Marginal information determination module, for the character zone to be identified after normalized, the saltus step of identification pixel value, the position of white pixel point during according to saltus step, the position assignment 255 of respective pixel point in character edge hum pattern, other values are composed in the position of other pixels, wherein the character zone equal and opposite in direction after this character edge hum pattern and this normalization;
Gradient direction determination module, for identifying the pixel value of the each pixel of this character edge hum pattern, in the time recognizing the pixel value of pixel in this character edge hum pattern and be 255, calculate the Grad of this pixel, and definite ownership direction, adopt relevant position assignment in this ownership direction value edge gradient array, other position assignment of this array are-1;
Coupling identification module, for this edge gradient array is mated with each template of preservation, determines matching distance, using character corresponding matching distance minimum value as recognition result.

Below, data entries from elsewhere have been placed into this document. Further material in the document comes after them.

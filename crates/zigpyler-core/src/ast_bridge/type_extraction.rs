use anyhow::{bail, Result};
use rustpython_ast::{self as ast};
use zigpyler_hir::NativeType;

/// Extracts `NativeType`s from Python annotation expressions.
///
/// Handles the builtin names, `typing` generics (upper- and lowercase),
/// `Optional`/PEP 604 unions, and string forward references. Unknown
/// names become class-instance types.
pub struct TypeExtractor;

impl TypeExtractor {
    pub fn extract_return_type(returns: &Option<Box<ast::Expr>>) -> Result<Option<NativeType>> {
        match returns {
            Some(ret) => Ok(Some(Self::extract_type(ret)?)),
            None => Ok(None),
        }
    }

    pub fn extract_type(expr: &ast::Expr) -> Result<NativeType> {
        match expr {
            ast::Expr::Name(n) => Ok(Self::extract_simple_type(n.id.as_str())),
            ast::Expr::Subscript(s) => Self::extract_generic_type(s),
            ast::Expr::Constant(c) if matches!(c.value, ast::Constant::None) => {
                Ok(NativeType::None)
            }
            // Ellipsis in a type position means "variable length".
            ast::Expr::Constant(c) if matches!(c.value, ast::Constant::Ellipsis) => {
                Ok(NativeType::Unknown)
            }
            // String forward references: -> "ClassName".
            ast::Expr::Constant(ast::ExprConstant {
                value: ast::Constant::Str(s),
                ..
            }) => Ok(Self::extract_simple_type(s.as_str().trim())),
            // PEP 604 unions: `int | None` and friends.
            ast::Expr::BinOp(b) if matches!(b.op, ast::Operator::BitOr) => {
                let left = Self::extract_type(&b.left)?;
                let right = Self::extract_type(&b.right)?;
                Ok(zigpyler_hir::widen(&left, &right))
            }
            ast::Expr::Attribute(attr) => {
                // Module-qualified annotations (`datetime.datetime`) keep
                // the trailing class name.
                Ok(Self::extract_simple_type(attr.attr.as_str()))
            }
            _ => bail!("unsupported type annotation"),
        }
    }

    pub fn extract_simple_type(name: &str) -> NativeType {
        match name {
            "int" => NativeType::int(),
            "float" => NativeType::Float,
            "str" => NativeType::str_runtime(),
            "bool" => NativeType::Bool,
            "None" => NativeType::None,
            "bytes" | "bytearray" => NativeType::Bytes,
            "Any" | "object" => NativeType::PyValue,
            "list" | "List" => NativeType::list_of(NativeType::Unknown),
            "dict" | "Dict" => NativeType::dict_of(NativeType::Unknown, NativeType::Unknown),
            "set" | "Set" => NativeType::Set(Box::new(NativeType::Unknown)),
            "tuple" | "Tuple" => NativeType::Tuple(vec![]),
            "Callable" => NativeType::Callable,
            "Counter" => NativeType::Counter,
            "deque" => NativeType::Deque(Box::new(NativeType::Unknown)),
            other => NativeType::ClassInstance(other.to_string()),
        }
    }

    fn extract_generic_type(s: &ast::ExprSubscript) -> Result<NativeType> {
        let base = match s.value.as_ref() {
            ast::Expr::Name(n) => n.id.to_string(),
            _ => bail!("complex type annotations not supported"),
        };
        let params = Self::subscript_params(&s.slice)?;
        let one = |params: &[NativeType]| {
            params.first().cloned().unwrap_or(NativeType::Unknown)
        };
        Ok(match base.as_str() {
            "List" | "list" | "Sequence" | "Iterable" | "Iterator" | "Generator" => {
                NativeType::List(Box::new(one(&params)))
            }
            "Dict" | "dict" | "Mapping" => NativeType::Dict(
                Box::new(params.first().cloned().unwrap_or(NativeType::Unknown)),
                Box::new(params.get(1).cloned().unwrap_or(NativeType::Unknown)),
            ),
            "Set" | "set" | "FrozenSet" | "frozenset" => NativeType::Set(Box::new(one(&params))),
            "Tuple" | "tuple" => NativeType::Tuple(params),
            "Optional" => NativeType::Optional(Box::new(one(&params))),
            "Union" => params
                .iter()
                .fold(NativeType::Unknown, |acc, t| zigpyler_hir::widen(&acc, t)),
            "Deque" | "deque" => NativeType::Deque(Box::new(one(&params))),
            "DefaultDict" | "defaultdict" => NativeType::DefaultDict(
                Box::new(params.first().cloned().unwrap_or(NativeType::Unknown)),
                Box::new(params.get(1).cloned().unwrap_or(NativeType::Unknown)),
            ),
            "Callable" => NativeType::Callable,
            other => NativeType::ClassInstance(other.to_string()),
        })
    }

    fn subscript_params(slice: &ast::Expr) -> Result<Vec<NativeType>> {
        match slice {
            ast::Expr::Tuple(t) => t.elts.iter().map(Self::extract_type).collect(),
            single => Ok(vec![Self::extract_type(single)?]),
        }
    }
}

#[cfg(test)]
mod tests {
    use super::*;
    use rustpython_parser::{parse, Mode};

    fn annotation_of(source: &str) -> NativeType {
        // Parse `x: <ann> = ...` and pull the annotation expression out.
        let parsed = parse(source, Mode::Module, "<test>").unwrap();
        let ast::Mod::Module(module) = parsed else {
            panic!("expected module");
        };
        let ast::Stmt::AnnAssign(ann) = &module.body[0] else {
            panic!("expected annotated assignment");
        };
        TypeExtractor::extract_type(&ann.annotation).unwrap()
    }

    #[test]
    fn primitive_annotations() {
        assert_eq!(annotation_of("x: int = 0"), NativeType::int());
        assert_eq!(annotation_of("x: float = 0.0"), NativeType::Float);
        assert_eq!(annotation_of("x: str = ''"), NativeType::str_runtime());
        assert_eq!(annotation_of("x: bool = True"), NativeType::Bool);
    }

    #[test]
    fn generic_annotations() {
        assert_eq!(
            annotation_of("x: List[int] = []"),
            NativeType::list_of(NativeType::int())
        );
        assert_eq!(
            annotation_of("x: dict[str, int] = {}"),
            NativeType::dict_of(NativeType::str_runtime(), NativeType::int())
        );
        assert_eq!(
            annotation_of("x: Tuple[int, str] = (1, 'a')"),
            NativeType::Tuple(vec![NativeType::int(), NativeType::str_runtime()])
        );
    }

    #[test]
    fn optional_and_union_annotations() {
        assert_eq!(
            annotation_of("x: Optional[int] = None"),
            NativeType::Optional(Box::new(NativeType::int()))
        );
        assert_eq!(
            annotation_of("x: int | None = None"),
            NativeType::Optional(Box::new(NativeType::int()))
        );
    }

    #[test]
    fn custom_class_annotation() {
        assert_eq!(
            annotation_of("x: Point = Point()"),
            NativeType::ClassInstance("Point".to_string())
        );
    }
}
//! Assignment emission: simple bindings, tuple/list unpacking through a
//! fresh temporary, and every augmented form (element, slice, dict,
//! attribute, operator-method dispatch).

use anyhow::Result;
use zigpyler_hir::{AssignTarget, BinOp, HirExpr, IntKind, NativeType};

use super::context::ZigBackend;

The invention provides a kind of character identifying method and device, the method is during for character recognition to be identified and template establishment, be normalized, determine character edge hum pattern, and the value of each numerical value in definite edge gradient array, when having determined after the assignment of relevant position in edge gradient array, according to the coupling between character to be identified corresponding edge gradient array and each template corresponding to each character, determine matching distance, according to matching distance identification character.Due in the present invention according to the gradient direction of each pixel in character, as the respective value in edge gradient array, and gradient direction has stronger antijamming capability, therefore this character identifying method has stronger robustness, and the each template corresponding with each character mated in the process of identification, according to matching distance, using character corresponding matching distance minimum value as recognition result, therefore can avoid the problem of the poor robustness of character list template matches, improve the scope of application of this matching process.
Embodiment
The embodiment of the present invention, in order to improve efficiency and the precision of character recognition, provides a kind of character identifying method and device.
Below in conjunction with Figure of description, the present invention is described in detail.
Fig. 1 is character recognition process schematic diagram provided by the invention, and this process comprises the following steps:
S101: the picture that comprises character information to be identified is carried out to binary conversion treatment, the border of character to be identified in this picture after identification binary conversion treatment, according to definite border, in the samples pictures that comprises character information to be identified, intercept character zone to be identified, the character zone of this intercepting is carried out to binaryzation, normalized.
S102: in the character zone to be identified after normalized, the saltus step of identification pixel value, the position of white pixel point during according to saltus step, the position assignment 255 of respective pixel point in character edge hum pattern, other values are composed in the position of other pixels, wherein the character zone equal and opposite in direction after this character edge hum pattern and this normalization.
S103: the pixel value of identifying each pixel in this character edge hum pattern, in the time recognizing the pixel value of pixel in this character edge hum pattern and be 255, calculate the Grad of this pixel, and definite ownership direction, adopt relevant position assignment in this ownership direction value edge gradient array, other position assignment of this array are-1.
S104: each template that this edge gradient array is corresponding with each character of preservation is mated, determine matching distance, using character corresponding matching distance minimum value as recognition result.
Before to character recognition, also comprise for each character, create multiple templates of this character, in the time creating each template of each character, also need to be normalized, to determine character edge hum pattern, and the value of each numerical value in definite edge gradient array, the constructive process of template is identical with the step of carrying out in character recognition process.When having determined after the assignment of relevant position in edge gradient array corresponding to template, adopt the assignment of each relevant position in the edge gradient array that identical method determines that character to be identified is corresponding, according to mating between character to be identified corresponding edge gradient array and template, determine matching distance, according to matching distance identification character.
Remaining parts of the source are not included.